[Stored items]
****************

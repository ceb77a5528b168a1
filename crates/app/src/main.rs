use std::sync::Arc;

use engine::{Engine, MemoryStore, RetryPolicy};
use migration::{Migrator, MigratorTrait};
use settings::Database;

mod settings;

#[tokio::main]
async fn main() -> Result<(), Box<dyn std::error::Error + Send + Sync>> {
    let settings = settings::Settings::new()?;

    tracing_subscriber::fmt()
        .with_env_filter(format!(
            "isa={level},server={level},engine={level}",
            level = settings.app.level
        ))
        .init();

    let Some(server) = settings.server else {
        tracing::warn!("no server settings found, nothing to run");
        return Ok(());
    };

    tracing::info!("Found server settings...");
    let engine = build_engine(&server.database, settings.engine.retry_policy()).await?;

    let bind = server.bind.unwrap_or_else(|| "127.0.0.1".to_string());
    let addr = format!("{}:{}", bind, server.port);
    let listener = tokio::net::TcpListener::bind(addr).await?;
    server::run_with_listener(engine, listener).await?;

    Ok(())
}

/// `memory` keeps records in process and executes transfers as a saga;
/// `sqlite` commits each transfer in one transaction.
async fn build_engine(
    config: &Database,
    retry: RetryPolicy,
) -> Result<Engine, Box<dyn std::error::Error + Send + Sync>> {
    let builder = Engine::builder().retry_policy(retry);
    let builder = match config {
        Database::Memory => builder.store(Arc::new(MemoryStore::new())),
        Database::Sqlite(path) => {
            let url = format!("sqlite:{}?mode=rwc", path);
            let database = sea_orm::Database::connect(url).await?;
            Migrator::up(&database, None).await?;
            builder.database(database)
        }
    };

    Ok(builder.build().await?)
}
use std::sync::Arc;

use sea_orm::{Database, DatabaseConnection};

use engine::{
    Account, Engine, EngineError, ExecutedTransfer, Fund, FundCategory, Money, RecordingSink,
    RetryPolicy, RiskTier, TransferEvent, TransferStage,
    commands::{ExecuteTransferCmd, NewFundCmd, OpenAccountCmd},
};
use migration::MigratorTrait;
use uuid::Uuid;

async fn engine_with_db() -> (Engine, DatabaseConnection) {
    let db = Database::connect("sqlite::memory:").await.unwrap();
    migration::Migrator::up(&db, None).await.unwrap();
    let engine = Engine::builder()
        .database(db.clone())
        .retry_policy(RetryPolicy::immediate(5))
        .build()
        .await
        .unwrap();
    (engine, db)
}

/// An account holding `cash`, associated with a fund that starts at `fund_total`.
async fn seed(engine: &Engine, cash: &str, fund_total: &str) -> (Account, Fund) {
    let account = engine
        .open_account(OpenAccountCmd::new("alice", cash.parse().unwrap()))
        .await
        .unwrap();
    let fund = engine
        .create_fund(
            NewFundCmd::new("World", "Global equity", FundCategory::Equity, RiskTier::High)
                .total(fund_total.parse().unwrap()),
        )
        .await
        .unwrap();
    let account = engine.associate_fund(account.id, fund.id).await.unwrap();
    (account, fund)
}

async fn invest(
    engine: &Engine,
    account: &Account,
    fund: &Fund,
    amount: &str,
) -> Result<ExecutedTransfer, EngineError> {
    engine
        .execute_transfer(ExecuteTransferCmd::new(
            account.id,
            fund.id,
            amount.parse().unwrap(),
        ))
        .await
}

#[tokio::test]
async fn invest_whole_cash_balance() {
    let (engine, _db) = engine_with_db().await;
    let (account, fund) = seed(&engine, "25000", "10000").await;

    let executed = invest(&engine, &account, &fund, "25000").await.unwrap();
    assert!(!executed.replayed);
    assert_eq!(executed.transfer.amount, Money::from_units(25_000));
    assert_eq!(executed.transfer.account_id, account.id);
    assert_eq!(executed.transfer.fund_id, fund.id);

    let after = engine.account(account.id).await.unwrap();
    assert_eq!(after.cash_balance, Money::ZERO);
    assert_eq!(after.invested_total, Money::from_units(25_000));
    assert_eq!(after.holdings(), account.holdings());
    assert_eq!(after.revision, account.revision + 1);

    let fund_after = engine.fund(fund.id).await.unwrap();
    assert_eq!(fund_after.total, Money::from_units(35_000));
    assert_eq!(fund_after.performance, fund.performance);

    let transfers = engine.transfers(account.id).await.unwrap();
    assert_eq!(transfers, vec![executed.transfer.clone()]);
    assert_eq!(
        engine.transfer(executed.transfer.id).await.unwrap(),
        executed.transfer
    );
}

#[tokio::test]
async fn insufficient_balance_changes_nothing() {
    let (engine, _db) = engine_with_db().await;
    let (account, fund) = seed(&engine, "500", "0").await;

    let err = invest(&engine, &account, &fund, "10000").await.unwrap_err();
    assert!(matches!(err, EngineError::InsufficientBalance(_)));

    assert_eq!(engine.account(account.id).await.unwrap(), account);
    assert_eq!(engine.fund(fund.id).await.unwrap().total, Money::ZERO);
    assert!(engine.transfers(account.id).await.unwrap().is_empty());
}

#[tokio::test]
async fn non_positive_amount_is_invalid() {
    let (engine, _db) = engine_with_db().await;
    let (account, fund) = seed(&engine, "500", "0").await;

    for amount in ["0", "-1", "-0.01"] {
        let err = invest(&engine, &account, &fund, amount).await.unwrap_err();
        assert!(matches!(err, EngineError::InvalidAmount(_)), "{amount}");
    }
    assert_eq!(engine.account(account.id).await.unwrap(), account);
}

#[tokio::test]
async fn other_fund_is_not_associated() {
    let (engine, _db) = engine_with_db().await;
    let (account, _fund) = seed(&engine, "500", "0").await;
    let other = engine
        .create_fund(NewFundCmd::new(
            "Gilts",
            "UK government bonds",
            FundCategory::Bond,
            RiskTier::Low,
        ))
        .await
        .unwrap();

    let err = invest(&engine, &account, &other, "10").await.unwrap_err();
    assert!(matches!(err, EngineError::FundNotAssociated(_)));

    let err = engine
        .associate_fund(account.id, other.id)
        .await
        .unwrap_err();
    assert!(matches!(err, EngineError::FundAlreadyAssociated(_)));
}

#[tokio::test]
async fn unknown_account_is_not_found() {
    let (engine, _db) = engine_with_db().await;
    let err = engine
        .execute_transfer(ExecuteTransferCmd::new(
            Uuid::new_v4(),
            Uuid::new_v4(),
            Money::from_units(1),
        ))
        .await
        .unwrap_err();
    assert!(matches!(err, EngineError::AccountNotFound(_)));
}

#[tokio::test]
async fn decimal_amounts_sum_exactly() {
    let (engine, _db) = engine_with_db().await;
    let (account, fund) = seed(&engine, "1.00", "0.30").await;

    invest(&engine, &account, &fund, "0.1").await.unwrap();
    invest(&engine, &account, &fund, "0.2").await.unwrap();

    let after = engine.account(account.id).await.unwrap();
    assert_eq!(after.cash_balance, "0.7".parse().unwrap());
    assert_eq!(after.invested_total, "0.3".parse().unwrap());
    assert_eq!(
        engine.fund(fund.id).await.unwrap().total,
        "0.6".parse().unwrap()
    );

    let amounts: Vec<Money> = engine
        .transfers(account.id)
        .await
        .unwrap()
        .into_iter()
        .map(|t| t.amount)
        .collect();
    assert_eq!(amounts, vec!["0.1".parse().unwrap(), "0.2".parse().unwrap()]);
}

#[tokio::test]
async fn amount_that_would_round_changes_nothing() {
    let (engine, _db) = engine_with_db().await;
    let big = "100000000000000000000";
    let (account, fund) = seed(&engine, big, big).await;

    let err = invest(&engine, &account, &fund, "0.0000000000000000000000000001")
        .await
        .unwrap_err();
    assert!(matches!(err, EngineError::InvalidAmount(_)), "{err:?}");

    assert_eq!(engine.account(account.id).await.unwrap(), account);
    assert_eq!(engine.fund(fund.id).await.unwrap().total, big.parse().unwrap());
    assert!(engine.transfers(account.id).await.unwrap().is_empty());
}

#[tokio::test]
async fn corrupted_row_is_not_retried() {
    let db = Database::connect("sqlite::memory:").await.unwrap();
    migration::Migrator::up(&db, None).await.unwrap();
    let sink = Arc::new(RecordingSink::new());
    let engine = Engine::builder()
        .database(db.clone())
        .events(sink.clone())
        .retry_policy(RetryPolicy::immediate(5))
        .build()
        .await
        .unwrap();
    let (account, fund) = seed(&engine, "100", "0").await;
    raw::corrupt_cash(&db, account.id).await;

    let err = engine.account(account.id).await.unwrap_err();
    assert!(matches!(err, EngineError::CorruptedRecord(_)), "{err:?}");

    let err = invest(&engine, &account, &fund, "10").await.unwrap_err();
    assert!(matches!(err, EngineError::CorruptedRecord(_)), "{err:?}");
    assert!(
        !sink
            .events()
            .iter()
            .any(|event| matches!(event, TransferEvent::Retry { .. }))
    );
}

#[tokio::test]
async fn money_is_stored_as_decimal_text() {
    let (engine, db) = engine_with_db().await;
    let (account, fund) = seed(&engine, "1234.56", "0").await;
    invest(&engine, &account, &fund, "0.56").await.unwrap();

    let row = raw::account(&db, account.id).await;
    assert_eq!(row.0, "1234");
    assert_eq!(row.1, "0.56");
}

#[tokio::test]
async fn same_idempotency_key_debits_once() {
    let (engine, _db) = engine_with_db().await;
    let (account, fund) = seed(&engine, "1000", "0").await;
    let cmd = ExecuteTransferCmd::new(account.id, fund.id, Money::from_units(300))
        .idempotency_key("req-42");

    let first = engine.execute_transfer(cmd.clone()).await.unwrap();
    let second = engine.execute_transfer(cmd).await.unwrap();

    assert!(!first.replayed);
    assert!(second.replayed);
    assert_eq!(first.transfer.id, second.transfer.id);
    assert_eq!(
        first.transfer.idempotency_key.as_deref(),
        Some("req-42")
    );

    let after = engine.account(account.id).await.unwrap();
    assert_eq!(after.cash_balance, Money::from_units(700));
    assert_eq!(engine.transfers(account.id).await.unwrap().len(), 1);
    assert_eq!(
        engine.fund(fund.id).await.unwrap().total,
        Money::from_units(300)
    );
}

#[tokio::test]
async fn replay_skips_eligibility() {
    let (engine, _db) = engine_with_db().await;
    let (account, fund) = seed(&engine, "100", "0").await;
    let cmd = ExecuteTransferCmd::new(account.id, fund.id, Money::from_units(100))
        .idempotency_key("all-in");

    engine.execute_transfer(cmd.clone()).await.unwrap();
    // Cash is now 0: a fresh execution would be rejected, a replay is not.
    let replay = engine.execute_transfer(cmd).await.unwrap();
    assert!(replay.replayed);
}

#[tokio::test]
async fn concurrent_invests_never_overdraw() {
    let (engine, _db) = engine_with_db().await;
    let (account, fund) = seed(&engine, "25000", "0").await;

    let (a, b) = tokio::join!(
        invest(&engine, &account, &fund, "15000"),
        invest(&engine, &account, &fund, "15000"),
    );

    let results = [a, b];
    let ok = results.iter().filter(|r| r.is_ok()).count();
    assert_eq!(ok, 1, "{results:?}");
    assert!(results.iter().any(|r| matches!(
        r,
        Err(EngineError::InsufficientBalance(_)) | Err(EngineError::ConcurrencyConflict(_))
    )));

    let after = engine.account(account.id).await.unwrap();
    assert_eq!(after.cash_balance, Money::from_units(10_000));
    assert_eq!(after.invested_total, Money::from_units(15_000));
    assert_eq!(
        engine.fund(fund.id).await.unwrap().total,
        Money::from_units(15_000)
    );
    assert_eq!(engine.transfers(account.id).await.unwrap().len(), 1);
}

#[tokio::test]
async fn concurrent_investors_share_a_fund() {
    let (engine, _db) = engine_with_db().await;
    let (alice, fund) = seed(&engine, "100", "0").await;
    let bob = engine
        .open_account(OpenAccountCmd::new("bob", Money::from_units(100)))
        .await
        .unwrap();
    let bob = engine.associate_fund(bob.id, fund.id).await.unwrap();

    let (a, b) = tokio::join!(
        invest(&engine, &alice, &fund, "40"),
        invest(&engine, &bob, &fund, "60"),
    );
    a.unwrap();
    b.unwrap();

    assert_eq!(
        engine.fund(fund.id).await.unwrap().total,
        Money::from_units(100)
    );
}

#[tokio::test]
async fn atomic_path_reports_every_stage() {
    let db = Database::connect("sqlite::memory:").await.unwrap();
    migration::Migrator::up(&db, None).await.unwrap();
    let sink = Arc::new(RecordingSink::new());
    let engine = Engine::builder()
        .database(db.clone())
        .events(sink.clone())
        .build()
        .await
        .unwrap();
    let (account, fund) = seed(&engine, "10", "0").await;

    invest(&engine, &account, &fund, "10").await.unwrap();
    assert_eq!(
        sink.stages(),
        vec![
            TransferStage::Received,
            TransferStage::Validated,
            TransferStage::Debited,
            TransferStage::Credited,
            TransferStage::Recorded,
            TransferStage::Committed,
        ]
    );
}

#[tokio::test]
async fn transfers_are_listed_by_execution_time() {
    let (engine, _db) = engine_with_db().await;
    let (account, fund) = seed(&engine, "100", "0").await;

    let mut ids = Vec::new();
    for amount in ["1", "2", "3"] {
        ids.push(invest(&engine, &account, &fund, amount).await.unwrap().transfer.id);
    }

    let listed: Vec<Uuid> = engine
        .transfers(account.id)
        .await
        .unwrap()
        .into_iter()
        .map(|t| t.id)
        .collect();
    assert_eq!(listed, ids);
}

/// Raw row access, bypassing the domain conversions.
mod raw {
    use sea_orm::{ConnectionTrait, DatabaseConnection, Statement};
    use uuid::Uuid;

    pub async fn account(db: &DatabaseConnection, id: Uuid) -> (String, String) {
        let row = db
            .query_one(Statement::from_sql_and_values(
                db.get_database_backend(),
                "SELECT cash_balance, invested_total FROM accounts WHERE id = ?",
                vec![id.to_string().into()],
            ))
            .await
            .unwrap()
            .unwrap();
        (
            row.try_get("", "cash_balance").unwrap(),
            row.try_get("", "invested_total").unwrap(),
        )
    }

    pub async fn corrupt_cash(db: &DatabaseConnection, id: Uuid) {
        db.execute(Statement::from_sql_and_values(
            db.get_database_backend(),
            "UPDATE accounts SET cash_balance = 'not money' WHERE id = ?",
            vec![id.to_string().into()],
        ))
        .await
        .unwrap();
    }
}

//! The module contains the errors the engine can throw.
//!
//! Caller errors (never retried):
//!
//! - [`InvalidAmount`] the amount is not strictly positive or overflows.
//! - [`InsufficientBalance`] the amount exceeds the account cash balance.
//! - [`FundNotAssociated`] the fund is not the one associated with the account.
//! - [`AccountNotFound`], [`FundNotFound`], [`TransferNotFound`] missing records.
//!
//! Infrastructure errors:
//!
//! - [`ConcurrencyConflict`] optimistic-lock collisions left after the internal retries.
//! - [`StorageUnavailable`] the record store failed; writes were rolled back first.
//! - [`CorruptedRecord`] a stored row could not be decoded. Never retried.
//!
//!  [`InvalidAmount`]: EngineError::InvalidAmount
//!  [`InsufficientBalance`]: EngineError::InsufficientBalance
//!  [`FundNotAssociated`]: EngineError::FundNotAssociated
//!  [`AccountNotFound`]: EngineError::AccountNotFound
//!  [`FundNotFound`]: EngineError::FundNotFound
//!  [`TransferNotFound`]: EngineError::TransferNotFound
//!  [`ConcurrencyConflict`]: EngineError::ConcurrencyConflict
//!  [`StorageUnavailable`]: EngineError::StorageUnavailable
//!  [`CorruptedRecord`]: EngineError::CorruptedRecord
use sea_orm::{DbErr, SqlErr};
use thiserror::Error;

/// Engine custom errors.
#[derive(Error, Debug, Clone, PartialEq, Eq)]
pub enum EngineError {
    #[error("Invalid amount: {0}")]
    InvalidAmount(String),
    #[error("Insufficient balance: {0}")]
    InsufficientBalance(String),
    #[error("Fund not associated: {0}")]
    FundNotAssociated(String),
    #[error("Fund already associated: {0}")]
    FundAlreadyAssociated(String),
    #[error("\"{0}\" account not found!")]
    AccountNotFound(String),
    #[error("\"{0}\" fund not found!")]
    FundNotFound(String),
    #[error("\"{0}\" transfer not found!")]
    TransferNotFound(String),
    #[error("Invalid input: {0}")]
    InvalidInput(String),
    #[error("Concurrency conflict: {0}")]
    ConcurrencyConflict(String),
    #[error("Deadline exceeded: {0}")]
    DeadlineExceeded(String),
    #[error("Storage unavailable: {0}")]
    StorageUnavailable(String),
    #[error("Corrupted record: {0}")]
    CorruptedRecord(String),
}

impl EngineError {
    /// Stable, machine readable code for the gateway.
    pub fn code(&self) -> &'static str {
        match self {
            Self::InvalidAmount(_) => "INVALID_AMOUNT",
            Self::InsufficientBalance(_) => "INSUFFICIENT_BALANCE",
            Self::FundNotAssociated(_) => "FUND_NOT_ASSOCIATED",
            Self::FundAlreadyAssociated(_) => "FUND_ALREADY_ASSOCIATED",
            Self::AccountNotFound(_) => "ACCOUNT_NOT_FOUND",
            Self::FundNotFound(_) => "FUND_NOT_FOUND",
            Self::TransferNotFound(_) => "TRANSFER_NOT_FOUND",
            Self::InvalidInput(_) => "INVALID_INPUT",
            Self::ConcurrencyConflict(_) => "CONCURRENCY_CONFLICT",
            Self::DeadlineExceeded(_) => "DEADLINE_EXCEEDED",
            Self::StorageUnavailable(_) => "STORAGE_UNAVAILABLE",
            Self::CorruptedRecord(_) => "CORRUPTED_RECORD",
        }
    }
}

/// Errors reported by a [`RecordStore`](crate::RecordStore).
#[derive(Error, Debug, Clone, PartialEq, Eq)]
pub enum StoreError {
    #[error("record not found: {0}")]
    NotFound(String),
    /// The expected revision did not match the stored one.
    #[error("revision conflict: {0}")]
    Conflict(String),
    #[error("duplicate record: {0}")]
    Duplicate(String),
    /// The write would leave a record outside its valid range.
    #[error("invalid write: {0}")]
    Invalid(String),
    #[error("store unavailable: {0}")]
    Unavailable(String),
    /// A stored row does not decode into its domain type.
    #[error("corrupted record: {0}")]
    Corrupted(String),
}

impl StoreError {
    /// Transient failures worth retrying.
    pub fn is_transient(&self) -> bool {
        matches!(self, Self::Unavailable(_))
    }
}

impl From<DbErr> for StoreError {
    fn from(value: DbErr) -> Self {
        match value {
            DbErr::RecordNotFound(what) => Self::NotFound(what),
            DbErr::RecordNotUpdated => Self::Conflict("record not updated".to_string()),
            other => {
                if let Some(SqlErr::UniqueConstraintViolation(message)) = other.sql_err() {
                    return Self::Duplicate(message);
                }
                let message = other.to_string();
                if message.contains("UNIQUE constraint failed") {
                    Self::Duplicate(message)
                } else {
                    Self::Unavailable(message)
                }
            }
        }
    }
}

impl From<StoreError> for EngineError {
    /// Generic mapping for paths that don't know which record was missing.
    fn from(value: StoreError) -> Self {
        match value {
            StoreError::NotFound(what) => Self::InvalidInput(format!("{what} not exists")),
            StoreError::Conflict(what) => Self::ConcurrencyConflict(what),
            StoreError::Duplicate(what) => Self::InvalidInput(what),
            StoreError::Invalid(what) => Self::InvalidAmount(what),
            StoreError::Unavailable(what) => Self::StorageUnavailable(what),
            StoreError::Corrupted(what) => Self::CorruptedRecord(what),
        }
    }
}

****************

● **What to do**: Reproduce every line in the records above that contains the word "InvalidAmount".

● **Answer below**:
        assert!(matches!(err, EngineError::InvalidAmount(_)), "{amount}");
    assert!(matches!(err, EngineError::InvalidAmount(_)), "{err:?}");
//! - [`InvalidAmount`] the amount is not strictly positive or overflows.
//!  [`InvalidAmount`]: EngineError::InvalidAmount
    InvalidAmount(String),
            Self::InvalidAmount(_) => "INVALID_AMOUNT",
            StoreError::Invalid(what) => Self::InvalidAmount(what),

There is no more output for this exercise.